Solar power station in Mozambique

The Dondo Solar Power Station is a planned 40 MW solar power plant in Mozambique. The power station is part of a 160 megawatts energy package of four renewable energy power stations under development in the country. They comprise three solar power stations in the districts of Dondo, Lichinga and Chiuta, together with a wind farm in Inhambane Province. Each power station will have maximum generation capacity of 40 MW.

==Location==
The power station is located in Dondo District, near the town of Dondo, the district headquarters. Dondo is located approximately 35 km by road north-west of the city of Beira, the provincial capital and nearest large city. Dondo is approximately 1107 km, by road, north of Maputo, the capital city of Mozambique.

==Overview==
The power station has a 40 megawatt capacity. Its output is to be sold directly to the Mozambican public electricity utility company Electricidade de Moçambique (EDM), for integration into the national grid. The development of this power station, the first of three solar power stations and one wind farm, is part of a program known as Proler (Portuguese: "Promoçao de Leilões de Energias Renovaveis"), (English: "Renewable Energy Auction Promotion Programme"), launched in October 2020 by the President of Mozambique. The power station will be developed by an independent power producer (IPP), and is supported by the French Development Agency (AFD) and the European Union.

==Developers==
In November 2020, the Mozambican Energy Regulatory Authority (ARENE), announced the 12 proposals that were selected from 135 submissions from local and foreign firms to build, finance, own and operate this power station. The winning 12 firms then progressed to the final two stages of this contest.

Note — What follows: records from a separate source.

//! Per-name substitution ciphers and digit decoders

/// Characters of a Cyberworks base-40 number, lowest digit value first
pub const BASE40_ALPHABET: &[u8; 40] = b"0123456789ABCDEFGHIJKLMNOPQRSTUVWXYZ_-.!";

/// Number of letters in the CatSystem2 name alphabet
const NAME_ALPHABET_LEN: i32 = 52;

/// Index of an ASCII letter in the reversed alphabet `z..a Z..A`
fn reversed_letter_index(c: u8) -> Option<i32> {
    if c.is_ascii_lowercase() {
        Some(i32::from(b'z' - c))
    } else if c.is_ascii_uppercase() {
        Some(i32::from(b'Z' - c) + 26)
    } else {
        None
    }
}

fn reversed_letter(j: i32) -> u8 {
    if j < 26 {
        b'z' - j as u8
    } else {
        b'Z' - (j - 26) as u8
    }
}

/// Decipher a CatSystem2 INT entry name in place
///
/// Stops at the first NUL and returns the deciphered prefix. Only ASCII
/// letters are substituted, but every byte advances the key.
///
/// ```
/// use vnarc_crypto::substitution::catsystem_decipher_name;
///
/// let mut name = *b"abc\0";
/// assert_eq!(catsystem_decipher_name(&mut name, 0), b"ZXV");
/// ```
pub fn catsystem_decipher_name(name: &mut [u8], key: u32) -> &[u8] {
    let mut k = (key >> 24)
        .wrapping_add(key >> 16)
        .wrapping_add(key >> 8)
        .wrapping_add(key)
        & 0xFF;

    let len = name.iter().position(|&c| c == 0).unwrap_or(name.len());
    for c in &mut name[..len] {
        if let Some(j) = reversed_letter_index(*c) {
            let j = (j - (k % 52) as i32).rem_euclid(NAME_ALPHABET_LEN);
            *c = reversed_letter(NAME_ALPHABET_LEN - 1 - j);
        }
        k += 1;
    }
    &name[..len]
}

/// Decode big-endian base-40 digits
///
/// Returns `None` for characters outside [`BASE40_ALPHABET`] or on overflow.
pub fn decode_base40(digits: &[u8]) -> Option<u32> {
    digits.iter().try_fold(0u32, |acc, &c| {
        let digit = BASE40_ALPHABET.iter().position(|&a| a == c)?;
        acc.checked_mul(40)?.checked_add(digit as u32)
    })
}

/// Decipher a Silky's Azurite archive name in place
///
/// Byte `i` of an `n`-byte name was stored minus `n - i`.
pub fn azurite_decipher_name(name: &mut [u8]) {
    let len = name.len();
    for (i, c) in name.iter_mut().enumerate() {
        *c = c.wrapping_add((len - i) as u8);
    }
}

In April 2021, five companies and consortia were selected as the top five contenders for the award to construct the power station. The five entities then progressed to the final two stages of the contest, which include technical submissions and financing details. The five finalists are listed in the table below:

The Five Finalists Vying For Construction of Dondo Solar Farm
| Rank | IPP | Domicile | Notes |
|---|---|---|---|
| 1 | Électricité de France Renewables | France |  |
| 2 | Akuo Energy and Globeleq Africa | France & United Kingdom |  |
| 3 | Enel Green Power | Italy |  |
| 4 | Scatec Solar | Norway |  |
| 5 | Total Eren | France |  |

In April 2022, the Mozambican Energy Regulatory Authority (ARENE), selected Total Eren, the subsidiary of TotalEnergies, to own, design, develop, fund, build and operate and maintain Dondo Solar Power Station. The energy generated at this solar farm will be purchased by EDM, the state-owned electricity parastatal company. The solar plant is expected to avoid the emission of 8,333 tons of carbon dioxide annually. Its output is planned to supply approximately 100,000 Mozambican customers.